Define a new operation * on the set of all natural numbers by m*n = m² + n².

(i) Is ℕ closed under *?

(ii) Is * commutative on ℕ?

(iii) Is * associative on ℕ?

(iv) Is there an identity element in ℕ with respect to *?

(i) Yes, ℕ is closed under *. This is because, for any natural number m, m² is also a natural number. Further, on adding two natural numbers, we get a natural number only. So, if m and n belong to ℕ then m² + n² also belongs to ℕ.
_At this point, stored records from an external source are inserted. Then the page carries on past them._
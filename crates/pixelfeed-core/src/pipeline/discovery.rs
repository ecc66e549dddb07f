//! File discovery and the location split handed to the loaders.

use rand::rngs::StdRng;
use rand::seq::SliceRandom;
use rand::SeedableRng;
use std::path::{Path, PathBuf};
use walkdir::WalkDir;

use super::source::LocationSource;
use crate::config::ProcessingConfig;

/// Discovers image files in directories.
pub struct FileDiscovery {
    config: ProcessingConfig,
}

impl FileDiscovery {
    /// Create a new file discovery instance.
    pub fn new(config: ProcessingConfig) -> Self {
        Self { config }
    }

    /// Discover all supported image files at a path.
    ///
    /// If path is a file, returns it if supported.
    /// If path is a directory, recursively finds all supported files.
    pub fn discover(&self, path: &Path) -> Vec<PathBuf> {
        if path.is_file() {
            if self.is_supported(path) {
                return vec![path.to_path_buf()];
            }
            return vec![];
        }

        let mut files: Vec<PathBuf> = WalkDir::new(path)
            .follow_links(true)
            .into_iter()
            .filter_map(|e| e.ok())
            .filter(|e| e.file_type().is_file() && self.is_supported(e.path()))
            .map(|e| e.into_path())
            .collect();

        // Sort by path for deterministic ordering
        files.sort();
        files
    }

    /// Check if a file has a supported extension.
    fn is_supported(&self, path: &Path) -> bool {
        path.extension()
            .and_then(|ext| ext.to_str())
            .map(|ext| {
                self.config
                    .supported_formats
                    .iter()
                    .any(|fmt| fmt.eq_ignore_ascii_case(ext))
            })
            .unwrap_or(false)
    }
}

/// An ordered list of sample locations, optionally shuffled once.
///
/// Every call to [`LocationSplit::source`] replays the same order, which is
/// what makes a reset followed by a second pass reproducible.
#[derive(Debug, Clone, Default)]
pub struct LocationSplit {
    root: Option<PathBuf>,
    locations: Vec<PathBuf>,
}

impl LocationSplit {
    pub fn new(locations: Vec<PathBuf>) -> Self {
        Self {
            root: None,
            locations,
        }
    }

    /// Walk `root` and keep supported files, shuffled when the config
    /// carries a seed.
    pub fn discover(root: &Path, config: &ProcessingConfig) -> Self {
        let files = FileDiscovery::new(config.clone()).discover(root);
        tracing::info!(root = %root.display(), count = files.len(), "Discovered locations");
        let split = Self {
            root: Some(root.to_path_buf()),
            locations: files,
        };
        match config.shuffle_seed {
            Some(seed) => split.shuffled(seed),
            None => split,
        }
    }

    /// Deterministically permute the locations.
    pub fn shuffled(mut self, seed: u64) -> Self {
        self.locations.shuffle(&mut StdRng::seed_from_u64(seed));
        self
    }

    pub fn root(&self) -> Option<&Path> {
        self.root.as_deref()
    }

    pub fn locations(&self) -> &[PathBuf] {
        &self.locations
    }

    pub fn len(&self) -> usize {
        self.locations.len()
    }

    pub fn is_empty(&self) -> bool {
        self.locations.is_empty()
    }

    /// A fresh pull iterator over the split.
    pub fn source(&self) -> LocationSource {
        LocationSource::new(self.locations.clone())
    }
}
//! Geometry normalization: channel conversion, center crop, scaling.
//!
//! The three steps always run in that order. Cropping before scaling keeps
//! the aspect ratio of the scaled content, so the order is part of the
//! output contract.

use image::imageops::{self, FilterType};
use image::{ImageBuffer, Luma, LumaA, Pixel, Rgb, Rgba};

use crate::buffer::{ElementType, PixelBuffer, PixelData};
use crate::config::LoaderConfig;
use crate::error::{ChannelConversionError, ImageError};

/// BT.601 luma weights for RGB to grey.
const LUMA_WEIGHTS: [f64; 3] = [0.299, 0.587, 0.114];

/// Resampling filter used by [`scale`].
const SCALE_FILTER: FilterType = FilterType::Triangle;

/// Normalizes decoded buffers to the configured tensor geometry.
#[derive(Debug, Clone)]
pub struct GeometryOps {
    channels: u8,
    center_crop: bool,
    height: u32,
    width: u32,
}

impl GeometryOps {
    pub fn new(config: &LoaderConfig) -> Self {
        Self {
            channels: config.channels,
            center_crop: config.center_crop,
            height: config.height,
            width: config.width,
        }
    }

    /// Apply channel conversion, then center crop (if enabled), then scaling.
    pub fn apply(&self, image: PixelBuffer) -> Result<PixelBuffer, ImageError> {
        let image = convert_channels(image, self.channels)?;
        let image = if self.center_crop {
            center_crop(image)?
        } else {
            image
        };
        scale(image, self.height, self.width)
    }

    /// Output `(channels, height, width)` when fully determined by config.
    pub fn fixed_shape(&self) -> Option<(usize, usize, usize)> {
        if self.channels == 0 || self.height == 0 || self.width == 0 {
            return None;
        }
        Some((
            self.channels as usize,
            self.height as usize,
            self.width as usize,
        ))
    }
}

/// Convert to `target` channels. `0` or the current count is a no-op.
///
/// Legal transitions are 1→3, 1→4, 3→1, 3→4, 4→1 and 4→3.
pub fn convert_channels(image: PixelBuffer, target: u8) -> Result<PixelBuffer, ImageError> {
    let source = image.channels();
    if target == 0 || target == source {
        return Ok(image);
    }
    let ty = image.element_type();
    let opaque = ty.opaque();
    let luma = |image: &PixelBuffer, y: usize, x: usize| {
        LUMA_WEIGHTS
            .iter()
            .enumerate()
            .map(|(k, w)| w * image.sample(y, x, k))
            .sum::<f64>()
    };

    let (w, h) = (image.width(), image.height());
    let converted = match (source, target) {
        (1, 3) => PixelBuffer::from_fn(w, h, 3, ty, |y, x, _| image.sample(y, x, 0))?,
        (1, 4) => PixelBuffer::from_fn(w, h, 4, ty, |y, x, k| {
            if k == 3 {
                opaque
            } else {
                image.sample(y, x, 0)
            }
        })?,
        (3, 1) | (4, 1) => PixelBuffer::from_fn(w, h, 1, ty, |y, x, _| luma(&image, y, x))?,
        (3, 4) => PixelBuffer::from_fn(w, h, 4, ty, |y, x, k| {
            if k == 3 {
                opaque
            } else {
                image.sample(y, x, k)
            }
        })?,
        (4, 3) => PixelBuffer::from_fn(w, h, 3, ty, |y, x, k| image.sample(y, x, k))?,
        (from, to) => return Err(ChannelConversionError { from, to }.into()),
    };
    Ok(converted)
}

/// Crop the longer side symmetrically.
///
/// With `diff = |W - H| / 2` the crop starts at `diff` along the longer axis
/// and keeps `length - 2 * diff` pixels. Square images are returned as is.
pub fn center_crop(image: PixelBuffer) -> Result<PixelBuffer, ImageError> {
    let (w, h) = (image.width(), image.height());
    if w == h {
        return Ok(image);
    }
    let diff = w.abs_diff(h) / 2;
    if w > h {
        image.crop(diff, 0, w - 2 * diff, h)
    } else {
        image.crop(0, diff, w, h - 2 * diff)
    }
}

/// Resample to exactly `height x width`.
///
/// Identity when either target is zero or the size already matches.
/// U8 and U16 resample natively. I32 and F32 are mapped onto `[0, 1]`
/// from their observed range, resampled as `f32` and mapped back, since the
/// resampler clamps float samples to the unit range.
pub fn scale(image: PixelBuffer, height: u32, width: u32) -> Result<PixelBuffer, ImageError> {
    if height == 0 || width == 0 || (image.height() == height && image.width() == width) {
        return Ok(image);
    }
    let image = image.into_interleaved();
    let (w, h, channels, _, data) = image.into_parts();
    let target = Target {
        width: w,
        height: h,
        channels,
        new_width: width,
        new_height: height,
    };
    let resized = match data {
        PixelData::U8(v) => PixelData::U8(resize_u8(v, &target)?),
        PixelData::U16(v) => PixelData::U16(resize_u16(v, &target)?),
        PixelData::I32(v) => PixelData::from_f64(
            ElementType::I32,
            resize_ranged(v.into_iter().map(f64::from).collect(), &target)?,
        ),
        PixelData::F32(v) => PixelData::from_f64(
            ElementType::F32,
            resize_ranged(v.into_iter().map(f64::from).collect(), &target)?,
        ),
    };
    PixelBuffer::interleaved(width, height, channels, resized)
}

struct Target {
    width: u32,
    height: u32,
    channels: u8,
    new_width: u32,
    new_height: u32,
}

macro_rules! resize_native {
    ($($name:ident: $t:ty),*) => {$(
        fn $name(samples: Vec<$t>, target: &Target) -> Result<Vec<$t>, ImageError> {
            match target.channels {
                1 => resize_as::<Luma<$t>>(samples, target),
                2 => resize_as::<LumaA<$t>>(samples, target),
                3 => resize_as::<Rgb<$t>>(samples, target),
                4 => resize_as::<Rgba<$t>>(samples, target),
                n => Err(ImageError::InvalidBuffer(format!(
                    "cannot resample {n}-channel image"
                ))),
            }
        }
    )*};
}

resize_native!(resize_u8: u8, resize_u16: u16, resize_unit: f32);

/// Resample samples of any range through a unit-range `f32` working buffer.
fn resize_ranged(samples: Vec<f64>, target: &Target) -> Result<Vec<f64>, ImageError> {
    let (lo, hi) = samples
        .iter()
        .fold((f64::INFINITY, f64::NEG_INFINITY), |(lo, hi), &v| {
            (lo.min(v), hi.max(v))
        });
    let span = hi - lo;
    if !span.is_finite() {
        return Err(ImageError::InvalidBuffer(
            "cannot resample non-finite samples".into(),
        ));
    }
    let unit = samples
        .iter()
        .map(|&v| if span > 0.0 { ((v - lo) / span) as f32 } else { 0.0 })
        .collect();
    let resized = resize_unit(unit, target)?;
    Ok(resized
        .into_iter()
        .map(|v| lo + f64::from(v) * span)
        .collect())
}

fn resize_as<P>(samples: Vec<P::Subpixel>, target: &Target) -> Result<Vec<P::Subpixel>, ImageError>
where
    P: Pixel + 'static,
    P::Subpixel: 'static,
{
    let source = ImageBuffer::<P, Vec<P::Subpixel>>::from_raw(target.width, target.height, samples)
        .ok_or_else(|| ImageError::InvalidBuffer("sample count does not match size".into()))?;
    Ok(
        imageops::resize(&source, target.new_width, target.new_height, SCALE_FILTER)
            .into_raw(),
    )
}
(ii) {displaystyle x*y=y*x}Commutative means x*y = y*x where x and y belongs to ℕ

⇒m*n = m² + n²

And n*m = n² + m²

⇒ m² + n² = n² + m²

⇒m*n = n*m

Hence, * is commutative on ℕ

(iii) Associative means (x*y)*z = x*(y*z) where x, y and z belongs to ℕ

m*n = m² + n²

Further,

(m*n)*o = (m² + n²)*o = (m² + n²)² + o²

Similarly, n*o = n² + o²

Further,

m*(n*o) = m*(n² + o²) = m² + (n²+ o²)²

⇒ (m² + n²)² + o² ≠ m² + (n² + o²)²

⇒ (m*n)*o ≠ m*(n*o)

Hence, * is not associative.

(iv) An identity element is a special type of element of a set with respect to a binary operation on that set, which leaves other elements unchanged when combined with them.

For *, let k be the identity element then m*k = m² + k² = m²

This is possible only when k = 0 but k needs to be a natural number.

Hence, * does not have an identity element.